NYTimes Examines Sixth Circuit Reversal: Potatoes And Pinetops

The Sixth Circuit Court of Appeals issued their order on August 10th supporting the states of Tennessee and North Carolina in their challenge from an FCC decision from February 2015. Both states objected to the FCC’s decision to preempt state laws preventing municipalities from providing fast, affordable, reliable connectivity via municipal Internet networks. The Appellate Court Judges reviewed the legal arguments, the precedent, and the interplay between federal authority and state sovereignty. 

The impact of their ruling will affect more than a few pages in a law school text book. Access to high-quality Internet access positively impacts real people and businesses and, as Cecila Kang captures in her recent article in the New York Times, the people who depend on it fear the outcome if their state legislators take it away.

Family Farm Fear

Kang profiles Vick Family Farms, a family potato farm in Wilson, North Carolina.  The Vick family chose to invest in a processing plant when they learned that Wilson’s Greenlight would provide the necessary connectivity. Greenlight allowed them to increase sales overseas. Now, they may lose that connection:

“We’re very worried because there is no way we could run this equipment on the internet service we used to have, and we can’t imagine the loss we’ll have to the business,” said Charlotte Vick, head of sales for the farm.

As Kang notes in her article, the FCC has no plans to appeal the decision, so battles will resume at the state level.

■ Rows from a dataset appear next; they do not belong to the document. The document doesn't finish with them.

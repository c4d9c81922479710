// Plain data types and the override merge.

mod decode;
mod desired;
mod healthcheck;
mod keyed;
pub mod merge;
mod service;
mod template;

pub use decode::{DecodeError, PairInput, PortInput, VolumeInput};
pub use desired::ContainerSpec;
pub use healthcheck::Healthcheck;
pub use keyed::{EnvVariable, ExposedPort, KeyedValue, Label, Protocol, Volume};
pub use merge::merge;
pub use service::{NewService, Owner, Service, ServiceStatus};
pub use template::{ImageSource, Template};
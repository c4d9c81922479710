use std::collections::BTreeMap;
use std::sync::{Mutex, MutexGuard};

use crate::error::{EngineError, Result};
use crate::model::{NewService, Service, Template};

/// Where templates and services live. The engine only reads and writes
/// plain values through this; schema and persistence belong to the store.
pub trait RecordStore {
    fn template(&self, id: i64) -> Result<Option<Template>>;

    /// Store a new service and return it with its assigned id.
    fn insert_service(&self, service: NewService) -> Result<Service>;

    fn service(&self, id: i64) -> Result<Option<Service>>;

    fn services(&self) -> Result<Vec<Service>>;

    fn update_service(&self, service: &Service) -> Result<()>;

    fn delete_service(&self, id: i64) -> Result<()>;
}

#[derive(Default)]
struct Tables {
    templates: BTreeMap<i64, Template>,
    services: BTreeMap<i64, Service>,
    next_service_id: i64,
}

/// Process-local store, for tools and tests that have no database.
#[derive(Default)]
pub struct MemoryStore {
    tables: Mutex<Tables>,
}

impl MemoryStore {
    pub fn new() -> Self {
        Self::default()
    }

    pub fn add_template(&self, template: Template) -> Result<()> {
        self.lock()?.templates.insert(template.id, template);
        Ok(())
    }

    fn lock(&self) -> Result<MutexGuard<'_, Tables>> {
        self.tables
            .lock()
            .map_err(|_| EngineError::Store("memory store lock poisoned".into()))
    }
}

impl RecordStore for MemoryStore {
    fn template(&self, id: i64) -> Result<Option<Template>> {
        Ok(self.lock()?.templates.get(&id).cloned())
    }

    fn insert_service(&self, service: NewService) -> Result<Service> {
        let mut tables = self.lock()?;
        if tables.services.values().any(|s| s.name == service.name) {
            return Err(EngineError::Store(format!(
                "a service named '{}' already exists",
                service.name
            )));
        }
        tables.next_service_id += 1;
        let stored = service.with_id(tables.next_service_id);
        tables.services.insert(stored.id, stored.clone());
        Ok(stored)
    }

    fn service(&self, id: i64) -> Result<Option<Service>> {
        Ok(self.lock()?.services.get(&id).cloned())
    }

    fn services(&self) -> Result<Vec<Service>> {
        Ok(self.lock()?.services.values().cloned().collect())
    }

    fn update_service(&self, service: &Service) -> Result<()> {
        let mut tables = self.lock()?;
        match tables.services.get_mut(&service.id) {
            Some(row) => {
                *row = service.clone();
                Ok(())
            }
            None => Err(EngineError::not_found("service", service.id)),
        }
    }

    fn delete_service(&self, id: i64) -> Result<()> {
        self.lock()?.services.remove(&id);
        Ok(())
    }
}
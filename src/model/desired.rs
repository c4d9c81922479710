use serde::{Deserialize, Serialize};

use super::healthcheck::Healthcheck;
use super::keyed::{EnvVariable, ExposedPort, Label, Volume};
use super::service::{Owner, Service};

/// Fully resolved description of the container a service should have.
///
/// Plain value: built from a [`Service`] or read from a spec file, handed to
/// the materializer and drift detector, never mutated by them.
#[derive(Debug, Clone, PartialEq, Eq, Serialize, Deserialize)]
pub struct ContainerSpec {
    pub name: String,
    pub image: String,
    pub owner: Owner,
    #[serde(default)]
    pub command: Option<String>,
    #[serde(default)]
    pub args: Vec<String>,
    #[serde(default)]
    pub labels: Vec<Label>,
    #[serde(default)]
    pub ports: Vec<ExposedPort>,
    #[serde(default)]
    pub volumes: Vec<Volume>,
    #[serde(default)]
    pub env: Vec<EnvVariable>,
    #[serde(default)]
    pub healthcheck: Option<Healthcheck>,
    #[serde(default)]
    pub networks: Vec<String>,
}

impl ContainerSpec {
    pub fn new(name: impl Into<String>, image: impl Into<String>, owner: Owner) -> Self {
        Self {
            name: name.into(),
            image: image.into(),
            owner,
            command: None,
            args: Vec::new(),
            labels: Vec::new(),
            ports: Vec::new(),
            volumes: Vec::new(),
            env: Vec::new(),
            healthcheck: None,
            networks: Vec::new(),
        }
    }

    /// Command and arguments joined into one executable line.
    ///
    /// `None` means the image's default command applies.
    pub fn command_line(&self) -> Option<String> {
        let command = self.command.as_deref().map(str::trim).filter(|c| !c.is_empty());
        match (command, self.args.is_empty()) {
            (Some(cmd), true) => Some(cmd.to_string()),
            (Some(cmd), false) => Some(format!("{cmd} {}", self.args.join(" "))),
            (None, false) => Some(self.args.join(" ")),
            (None, true) => None,
        }
    }
}

impl From<&Service> for ContainerSpec {
    fn from(service: &Service) -> Self {
        Self {
            name: service.name.clone(),
            image: service.image.clone(),
            owner: service.owner.clone(),
            command: service.command.clone(),
            args: service.args.clone(),
            labels: service.labels.clone(),
            ports: service.ports.clone(),
            volumes: service.volumes.clone(),
            env: service.env.clone(),
            healthcheck: service.healthcheck.clone(),
            networks: service.networks.clone(),
        }
    }
}
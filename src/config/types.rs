use std::fmt;
use std::path::PathBuf;

use serde::de::{self, Visitor};
use serde::{Deserialize, Deserializer, Serialize, Serializer};

#[derive(Debug, Clone, Copy, Default, PartialEq, Eq)]
pub enum RuntimeEnvironment {
    Production,
    #[default]
    Development,
    Testing,
}

impl RuntimeEnvironment {
    pub fn as_str(&self) -> &'static str {
        match self {
            RuntimeEnvironment::Production => "production",
            RuntimeEnvironment::Development => "development",
            RuntimeEnvironment::Testing => "testing",
        }
    }

    /// Parse leniently: unknown names fall back to development.
    pub fn from_str_lossy(s: &str) -> Self {
        match s.trim().to_ascii_lowercase().as_str() {
            "production" => RuntimeEnvironment::Production,
            "testing" => RuntimeEnvironment::Testing,
            "development" => RuntimeEnvironment::Development,
            other => {
                tracing::warn!("unknown environment '{other}', defaulting to development");
                RuntimeEnvironment::Development
            }
        }
    }
}

impl Serialize for RuntimeEnvironment {
    fn serialize<S: Serializer>(&self, serializer: S) -> Result<S::Ok, S::Error> {
        serializer.serialize_str(self.as_str())
    }
}

impl<'de> Deserialize<'de> for RuntimeEnvironment {
    fn deserialize<D: Deserializer<'de>>(deserializer: D) -> Result<Self, D::Error> {
        struct EnvironmentVisitor;

        impl Visitor<'_> for EnvironmentVisitor {
            type Value = RuntimeEnvironment;

            fn expecting(&self, f: &mut fmt::Formatter) -> fmt::Result {
                f.write_str("\"production\", \"development\" or \"testing\"")
            }

            fn visit_str<E: de::Error>(self, value: &str) -> Result<RuntimeEnvironment, E> {
                Ok(RuntimeEnvironment::from_str_lossy(value))
            }
        }

        deserializer.deserialize_str(EnvironmentVisitor)
    }
}

/// Inclusive host port range the port allocator samples from.
#[derive(Debug, Clone, Copy, PartialEq, Eq, Serialize, Deserialize)]
pub struct PortRange {
    pub low: u16,
    pub high: u16,
}

impl PortRange {
    pub fn new(low: u16, high: u16) -> Self {
        Self { low, high }
    }

    pub fn contains(&self, port: u16) -> bool {
        (self.low..=self.high).contains(&port)
    }
}

impl Default for PortRange {
    fn default() -> Self {
        Self {
            low: 49152,
            high: 65535,
        }
    }
}

#[derive(Debug, Clone, PartialEq, Eq, Serialize, Deserialize)]
#[serde(default)]
pub struct Config {
    pub volume_base_path: PathBuf,
    pub port_range: PortRange,
    pub port_attempts: u32,
    pub volume_attempts: u32,
    pub volume_id_length: usize,
    pub admin_group: String,
    pub self_managed_image_marker: String,
    pub runtime_binary: String,
    pub stop_timeout: u64,
    pub environment: RuntimeEnvironment,
}

impl Default for Config {
    fn default() -> Self {
        Self {
            volume_base_path: PathBuf::from("/var/svs/volumes"),
            port_range: PortRange::default(),
            port_attempts: 100,
            volume_attempts: 50,
            volume_id_length: 16,
            admin_group: "svs-admins".to_string(),
            self_managed_image_marker: "linuxserver".to_string(),
            runtime_binary: "docker".to_string(),
            stop_timeout: 10,
            environment: RuntimeEnvironment::Development,
        }
    }
}

impl Config {
    pub fn validate(&self) -> anyhow::Result<()> {
        if self.port_range.low == 0 || self.port_range.low > self.port_range.high {
            anyhow::bail!(
                "port_range must satisfy 1 <= low <= high, got {}..={}",
                self.port_range.low,
                self.port_range.high
            );
        }
        if self.port_attempts == 0 || self.volume_attempts == 0 {
            anyhow::bail!("port_attempts and volume_attempts must be positive");
        }
        if self.volume_id_length == 0 {
            anyhow::bail!("volume_id_length must be positive");
        }
        if !self.volume_base_path.is_absolute() {
            anyhow::bail!(
                "volume_base_path must be absolute, got {}",
                self.volume_base_path.display()
            );
        }
        if self.admin_group.trim().is_empty() {
            anyhow::bail!("admin_group must not be blank");
        }
        Ok(())
    }
}
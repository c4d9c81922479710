use tracing::info;

use crate::model::Service;

/// Side effects that follow service lifecycle events, such as updating a
/// reverse proxy. Hooks are handed to the engine explicitly.
pub trait ServiceHook {
    fn on_service_created(&self, _service: &Service) {}

    fn on_service_deleted(&self, _service: &Service) {}
}

/// Logs lifecycle events.
#[derive(Debug, Clone, Copy, Default)]
pub struct LogHook;

impl ServiceHook for LogHook {
    fn on_service_created(&self, service: &Service) {
        info!(service_id = service.id, name = %service.name, "service created");
    }

    fn on_service_deleted(&self, service: &Service) {
        info!(service_id = service.id, name = %service.name, "service deleted");
    }
}
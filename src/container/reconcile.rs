use tracing::{info, warn};

use super::materializer::Materializer;
use crate::error::{EngineError, Result, Stage};
use crate::model::ContainerSpec;
use crate::runtime::{ContainerHandle, ContainerRuntime, ObservedContainer};

/// Replaces a container with a fresh one built from its desired spec.
///
/// Destroy-then-create: once the old container is removed it is gone, even
/// if creating the new one fails. Nothing is rolled back.
pub struct Reconciler<'a> {
    runtime: &'a dyn ContainerRuntime,
    materializer: &'a Materializer<'a>,
    stop_timeout: u64,
}

impl<'a> Reconciler<'a> {
    pub fn new(
        runtime: &'a dyn ContainerRuntime,
        materializer: &'a Materializer<'a>,
        stop_timeout: u64,
    ) -> Self {
        Self {
            runtime,
            materializer,
            stop_timeout,
        }
    }

    /// Stop (if running), force-remove, then create from `desired`.
    ///
    /// `desired` is validated before anything is touched. Each later stage
    /// runs only if the one before it succeeded; failures carry their stage.
    pub fn recreate(
        &self,
        observed: &ObservedContainer,
        desired: &ContainerSpec,
    ) -> Result<ContainerHandle> {
        let request = self.materializer.plan(desired)?;
        let name = observed.name.as_str();
        info!(container = name, id = %observed.id, "recreating container");

        if observed.is_running() {
            self.runtime
                .stop(&observed.id, self.stop_timeout)
                .map_err(|e| EngineError::stage(Stage::Stop, name, e.into()))?;
        }

        self.runtime
            .remove(&observed.id, true)
            .map_err(|e| EngineError::stage(Stage::Remove, name, e.into()))?;

        let handle = self.materializer.submit(&request).map_err(|e| {
            warn!(container = name, "old container removed but replacement failed");
            EngineError::stage(Stage::Create, name, e)
        })?;
        info!(container = %handle.name, old = %observed.id, new = %handle.id, "recreated container");
        Ok(handle)
    }
}
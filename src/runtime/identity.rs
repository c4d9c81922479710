use crate::error::Result;

/// Resolves host account names to numeric ids.
pub trait AccountResolver {
    fn uid_of(&self, user: &str) -> Result<u32>;

    fn gid_of(&self, group: &str) -> Result<u32>;
}

/// Looks accounts up in the host's passwd and group databases.
#[derive(Debug, Clone, Copy, Default)]
pub struct SystemAccounts;

impl AccountResolver for SystemAccounts {
    fn uid_of(&self, user: &str) -> Result<u32> {
        sys::uid_of(user)
    }

    fn gid_of(&self, group: &str) -> Result<u32> {
        sys::gid_of(group)
    }
}

#[cfg(unix)]
mod sys {
    use std::ffi::CString;
    use std::io;

    use crate::error::{EngineError, Result};

    const MAX_BUFFER: usize = 1 << 20;

    fn c_name(kind: &str, name: &str) -> Result<CString> {
        CString::new(name).map_err(|_| EngineError::Account(format!("invalid {kind} name '{name}'")))
    }

    pub fn uid_of(user: &str) -> Result<u32> {
        let name = c_name("user", user)?;
        let mut buf: Vec<libc::c_char> = vec![0; 1024];
        loop {
            // SAFETY: passwd is plain old data; getpwnam_r fills it in.
            let mut pwd: libc::passwd = unsafe { std::mem::zeroed() };
            let mut result: *mut libc::passwd = std::ptr::null_mut();
            // SAFETY: every pointer is valid for the duration of the call and
            // `buf.len()` is the true size of the scratch buffer.
            let rc = unsafe {
                libc::getpwnam_r(name.as_ptr(), &mut pwd, buf.as_mut_ptr(), buf.len(), &mut result)
            };
            if rc == libc::ERANGE && buf.len() < MAX_BUFFER {
                buf.resize(buf.len() * 2, 0);
                continue;
            }
            if rc != 0 {
                return Err(EngineError::Account(format!(
                    "lookup of user '{user}' failed: {}",
                    io::Error::from_raw_os_error(rc)
                )));
            }
            if result.is_null() {
                return Err(EngineError::Account(format!("user '{user}' does not exist")));
            }
            return Ok(pwd.pw_uid);
        }
    }

    pub fn gid_of(group: &str) -> Result<u32> {
        let name = c_name("group", group)?;
        let mut buf: Vec<libc::c_char> = vec![0; 1024];
        loop {
            // SAFETY: group is plain old data; getgrnam_r fills it in.
            let mut grp: libc::group = unsafe { std::mem::zeroed() };
            let mut result: *mut libc::group = std::ptr::null_mut();
            // SAFETY: every pointer is valid for the duration of the call and
            // `buf.len()` is the true size of the scratch buffer.
            let rc = unsafe {
                libc::getgrnam_r(name.as_ptr(), &mut grp, buf.as_mut_ptr(), buf.len(), &mut result)
            };
            if rc == libc::ERANGE && buf.len() < MAX_BUFFER {
                buf.resize(buf.len() * 2, 0);
                continue;
            }
            if rc != 0 {
                return Err(EngineError::Account(format!(
                    "lookup of group '{group}' failed: {}",
                    io::Error::from_raw_os_error(rc)
                )));
            }
            if result.is_null() {
                return Err(EngineError::Account(format!("group '{group}' does not exist")));
            }
            return Ok(grp.gr_gid);
        }
    }
}

#[cfg(not(unix))]
mod sys {
    use crate::error::{EngineError, Result};

    pub fn uid_of(user: &str) -> Result<u32> {
        Err(EngineError::Account(format!(
            "cannot resolve user '{user}': account lookup needs a unix host"
        )))
    }

    pub fn gid_of(group: &str) -> Result<u32> {
        Err(EngineError::Account(format!(
            "cannot resolve group '{group}': account lookup needs a unix host"
        )))
    }
}

/// `uid:gid` string passed as the runtime's execution identity.
pub(crate) fn user_spec(uid: u32, gid: u32) -> String {
    format!("{uid}:{gid}")
}
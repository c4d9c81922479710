use std::process::Command;

use tracing::debug;

use super::inspect::{parse_container_inspect, parse_container_list, parse_image_env};
use super::types::{ContainerHandle, ContainerSummary, CreateRequest, ObservedContainer};
use super::{ContainerRuntime, RuntimeError};
use crate::model::Healthcheck;

/// Drives a docker-compatible CLI (`docker`, `podman`) with `std::process::Command`.
#[derive(Debug, Clone)]
pub struct DockerCli {
    binary: String,
}

impl Default for DockerCli {
    fn default() -> Self {
        Self::new("docker")
    }
}

impl DockerCli {
    pub fn new(binary: impl Into<String>) -> Self {
        Self {
            binary: binary.into(),
        }
    }

    pub fn binary(&self) -> &str {
        &self.binary
    }

    /// Build the `docker create` argument vector for a request.
    ///
    /// Only the first network is attached at create time; the rest are
    /// connected afterwards.
    pub fn create_args(request: &CreateRequest) -> Vec<String> {
        let mut args = vec!["create".to_string(), "--name".into(), request.name.clone()];

        for label in &request.labels {
            args.push("--label".into());
            args.push(label.to_string());
        }
        for env in &request.env {
            args.push("-e".into());
            args.push(env.to_string());
        }
        for port in &request.ports {
            args.push("-p".into());
            args.push(match port.host_port {
                Some(host) => format!("{host}:{}", port.port_key()),
                None => port.port_key(),
            });
        }
        for mount in &request.mounts {
            args.push("-v".into());
            args.push(format!("{}:{}", mount.source.display(), mount.target));
        }
        if let Some(user) = &request.user {
            args.push("--user".into());
            args.push(user.clone());
        }
        if let Some(health) = &request.healthcheck {
            push_health_args(&mut args, health);
        }
        if let Some(network) = request.networks.first() {
            args.push("--network".into());
            args.push(network.clone());
        }

        args.push(request.image.clone());
        args.extend(request.command.iter().cloned());
        args
    }

    fn run<S: AsRef<str>>(&self, args: &[S]) -> Result<String, RuntimeError> {
        let args: Vec<&str> = args.iter().map(AsRef::as_ref).collect();
        debug!("{} {}", self.binary, args.join(" "));

        let output = Command::new(&self.binary)
            .args(&args)
            .output()
            .map_err(|source| RuntimeError::Spawn {
                binary: self.binary.clone(),
                source,
            })?;

        if !output.status.success() {
            return Err(RuntimeError::Command {
                command: format!("{} {}", self.binary, args.first().copied().unwrap_or_default()),
                code: output.status.code(),
                stderr: String::from_utf8_lossy(&output.stderr).trim().to_string(),
            });
        }
        Ok(String::from_utf8_lossy(&output.stdout).into_owned())
    }

    /// Map "no such container" failures to `NotFound` so callers can tell
    /// a vanished container from a broken daemon.
    fn run_on(&self, id: &str, args: &[&str]) -> Result<String, RuntimeError> {
        self.run(args).map_err(|err| match err {
            RuntimeError::Command { stderr, .. } if is_missing(&stderr) => {
                RuntimeError::NotFound(id.to_string())
            }
            other => other,
        })
    }

    fn image_env(&self, image: &str) -> Result<Vec<String>, RuntimeError> {
        match self.run(&["image", "inspect", image]) {
            Ok(out) => parse_image_env(&out),
            // A locally removed image has no baked env to subtract.
            Err(RuntimeError::Command { stderr, .. }) if is_missing(&stderr) => Ok(Vec::new()),
            Err(err) => Err(err),
        }
    }
}

fn is_missing(stderr: &str) -> bool {
    stderr.contains("No such object") || stderr.contains("No such container")
}

fn push_health_args(args: &mut Vec<String>, health: &Healthcheck) {
    let Some(cmd) = health.command_line() else {
        args.push("--no-healthcheck".into());
        return;
    };
    args.push("--health-cmd".into());
    args.push(cmd);
    let durations = [
        ("--health-interval", health.interval),
        ("--health-timeout", health.timeout),
        ("--health-start-period", health.start_period),
    ];
    for (flag, secs) in durations {
        if let Some(secs) = secs {
            args.push(flag.into());
            args.push(format!("{secs}s"));
        }
    }
    if let Some(retries) = health.retries {
        args.push("--health-retries".into());
        args.push(retries.to_string());
    }
}

impl ContainerRuntime for DockerCli {
    fn create(&self, request: &CreateRequest) -> Result<ContainerHandle, RuntimeError> {
        let out = self.run(&Self::create_args(request))?;
        let id = out.trim().to_string();

        for network in request.networks.iter().skip(1) {
            self.run_on(&id, &["network", "connect", network.as_str(), id.as_str()])?;
        }
        Ok(ContainerHandle::new(id, &request.name))
    }

    fn start(&self, id: &str) -> Result<(), RuntimeError> {
        self.run_on(id, &["start", id]).map(drop)
    }

    fn stop(&self, id: &str, timeout_secs: u64) -> Result<(), RuntimeError> {
        let timeout = timeout_secs.to_string();
        self.run_on(id, &["stop", "--time", timeout.as_str(), id]).map(drop)
    }

    fn remove(&self, id: &str, force: bool) -> Result<(), RuntimeError> {
        let mut args = vec!["rm"];
        if force {
            args.push("--force");
        }
        args.push(id);
        self.run_on(id, &args).map(drop)
    }

    fn inspect(&self, id: &str) -> Result<Option<ObservedContainer>, RuntimeError> {
        let out = match self.run_on(id, &["inspect", "--type", "container", id]) {
            Ok(out) => out,
            Err(RuntimeError::NotFound(_)) => return Ok(None),
            Err(err) => return Err(err),
        };
        let Some(mut observed) = parse_container_inspect(&out)? else {
            return Ok(None);
        };
        observed.image_env = self.image_env(&observed.image)?;
        Ok(Some(observed))
    }

    fn list(&self) -> Result<Vec<ContainerSummary>, RuntimeError> {
        let out = self.run(&["ps", "--all", "--no-trunc", "--format", "{{json .}}"])?;
        parse_container_list(&out)
    }

    fn logs(&self, id: &str, tail: usize) -> Result<String, RuntimeError> {
        let tail = tail.to_string();
        let output = Command::new(&self.binary)
            .args(["logs", "--tail", tail.as_str(), id])
            .output()
            .map_err(|source| RuntimeError::Spawn {
                binary: self.binary.clone(),
                source,
            })?;
        let stderr = String::from_utf8_lossy(&output.stderr).into_owned();
        if !output.status.success() {
            if is_missing(&stderr) {
                return Err(RuntimeError::NotFound(id.to_string()));
            }
            return Err(RuntimeError::Command {
                command: format!("{} logs", self.binary),
                code: output.status.code(),
                stderr: stderr.trim().to_string(),
            });
        }
        // Containers write to both streams; docker replays them separately.
        let mut text = String::from_utf8_lossy(&output.stdout).into_owned();
        text.push_str(&stderr);
        Ok(text)
    }
}
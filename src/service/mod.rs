// Service workflows: create from a template, start, stop, recreate, delete.

mod create;
mod engine;
mod hooks;
mod lifecycle;
mod request;
mod store;

pub use create::{HTTP_PORTS, OWNER_LABEL, SERVICE_ID_LABEL, system_labels};
pub use engine::{Collaborators, Engine};
pub use hooks::{LogHook, ServiceHook};
pub use lifecycle::RebuildReport;
pub use request::{CreateServiceRequest, Overrides, resolve};
pub use store::{MemoryStore, RecordStore};
use std::io;
use std::path::{Component, Path, PathBuf};

use rand::Rng;
use tracing::{debug, info};

use crate::config::Config;
use crate::error::{EngineError, Resource, Result};

/// The filesystem operations volume allocation needs.
pub trait VolumeFs {
    fn exists(&self, path: &Path) -> bool;

    fn create_dir_all(&self, path: &Path) -> io::Result<()>;

    fn remove_dir_all(&self, path: &Path) -> io::Result<()>;
}

#[derive(Debug, Clone, Copy, Default)]
pub struct HostFs;

impl VolumeFs for HostFs {
    fn exists(&self, path: &Path) -> bool {
        path.exists()
    }

    fn create_dir_all(&self, path: &Path) -> io::Result<()> {
        std::fs::create_dir_all(path)
    }

    fn remove_dir_all(&self, path: &Path) -> io::Result<()> {
        std::fs::remove_dir_all(path)
    }
}

/// Hands out fresh directories under `<base>/<owner_id>/`.
///
/// `<base>/<owner_id>` is the owner's volume namespace: the materializer
/// refuses bind mounts from anywhere else.
pub struct VolumeAllocator<'a> {
    fs: &'a dyn VolumeFs,
    base: PathBuf,
    attempts: u32,
    id_len: usize,
}

impl<'a> VolumeAllocator<'a> {
    pub fn new(fs: &'a dyn VolumeFs, base: impl Into<PathBuf>) -> Self {
        Self {
            fs,
            base: base.into(),
            attempts: 50,
            id_len: 16,
        }
    }

    pub fn from_config(fs: &'a dyn VolumeFs, config: &Config) -> Self {
        Self {
            fs,
            base: config.volume_base_path.clone(),
            attempts: config.volume_attempts,
            id_len: config.volume_id_length,
        }
    }

    pub fn with_attempts(mut self, attempts: u32) -> Self {
        self.attempts = attempts;
        self
    }

    pub fn base(&self) -> &Path {
        &self.base
    }

    pub fn owner_root(&self, owner_id: u32) -> PathBuf {
        owner_root(&self.base, owner_id)
    }

    pub fn contains(&self, owner_id: u32, path: &Path) -> bool {
        in_owner_namespace(&self.base, owner_id, path)
    }

    pub fn generate_free_volume(&self, owner_id: u32) -> Result<PathBuf> {
        self.generate_free_volume_with(owner_id, &mut rand::rng())
    }

    pub fn generate_free_volume_with<R: Rng>(
        &self,
        owner_id: u32,
        rng: &mut R,
    ) -> Result<PathBuf> {
        let root = self.owner_root(owner_id);
        for attempt in 1..=self.attempts {
            let candidate = root.join(random_id(rng, self.id_len));
            if self.fs.exists(&candidate) {
                debug!(path = %candidate.display(), attempt, "volume id taken");
                continue;
            }
            self.fs.create_dir_all(&candidate)?;
            info!(owner_id, path = %candidate.display(), "allocated volume");
            return Ok(candidate);
        }
        Err(EngineError::Exhausted {
            resource: Resource::Volume,
            attempts: self.attempts,
        })
    }

    /// Remove one volume directory. Missing directories are fine.
    pub fn delete_volume(&self, path: &Path) -> Result<()> {
        if !is_strictly_under(&self.base, path) {
            return Err(EngineError::Permission(format!(
                "{} is outside the allowed directory {}",
                path.display(),
                self.base.display()
            )));
        }
        self.remove(path)
    }

    /// Remove the owner's whole namespace.
    pub fn delete_owner_volumes(&self, owner_id: u32) -> Result<()> {
        self.remove(&self.owner_root(owner_id))
    }

    fn remove(&self, path: &Path) -> Result<()> {
        if !self.fs.exists(path) {
            return Ok(());
        }
        self.fs.remove_dir_all(path)?;
        info!(path = %path.display(), "deleted volume");
        Ok(())
    }
}

pub fn owner_root(base: &Path, owner_id: u32) -> PathBuf {
    base.join(owner_id.to_string())
}

/// Whether `path` lies strictly inside `<base>/<owner_id>`.
///
/// Lexical check: paths with `..` components are never contained.
pub fn in_owner_namespace(base: &Path, owner_id: u32, path: &Path) -> bool {
    is_strictly_under(&owner_root(base, owner_id), path)
}

fn random_id<R: Rng>(rng: &mut R, len: usize) -> String {
    (0..len)
        .map(|_| char::from(rng.random_range(b'a'..=b'z')))
        .collect()
}

fn is_strictly_under(root: &Path, path: &Path) -> bool {
    if path
        .components()
        .any(|c| matches!(c, Component::ParentDir | Component::CurDir))
    {
        return false;
    }
    match path.strip_prefix(root) {
        Ok(rest) => rest.components().next().is_some(),
        Err(_) => false,
    }
}
// Host resource allocation: free TCP ports and owner-scoped volume directories.

mod ports;
mod volumes;

pub use ports::{HostPortProbe, PortAllocator, PortProbe};
pub use volumes::{HostFs, VolumeAllocator, VolumeFs, in_owner_namespace, owner_root};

Advocates will need to be twice as vigilant because incumbents - the only ones that come out ahead from this decision - may try to push state legislators for even tougher anti-competitive state barriers.

Pinetops: Poster Child For Good Connectivity

Kang checks in on the small town where Wilson’s Greenlight began offering Fiber-to-the-Home (FTTH) Gigabit service about 14 months ago. Pinetops, a nearby community of about 1,300 people, sought help from Wilson in the hopes that Greenlight would spark economic activity in their struggling community. Centurylink, the incumbent only offered DSL, grossly inadequate for local businesses. 

When Greenlight expanded to Pinetops, the town saw the beginning of a rebirth of sorts. Now the community waits in limbo, wondering what will happen next.

Kang introduces readers to Tina Gomez:

Tina Gomez, a Pinetops resident, quickly saw Greenlight’s benefits. She recently got a telework job with General Electric, which requires reliable high-speed internet service to run a customer service software program. Ms. Gomez, 37, also started online courses in medical billing and coding. Before subscribing to Greenlight, finding telework was a challenge because the existing home internet service was too slow, she said.

Now the political squabble over broadband may hurt her livelihood. Mark Gomez, Ms. Gomez’s husband, said they would move from Pinetops to Wilson when their broadband service was disconnected.

“We can’t stay if the basic services we need aren’t here,” Ms. Gomez said.

Beyond The Courtroom

Executive Director of Next Century Cities Deb Socia summed it up when she told Kang:

“This is about more than North Carolina and Tennessee...We had all looked to the F.C.C. and its attempt to pre-empt those state laws as a way to get affordable and higher-quality broadband to places across the nation that are fighting to serve residents and solve the digital divide.”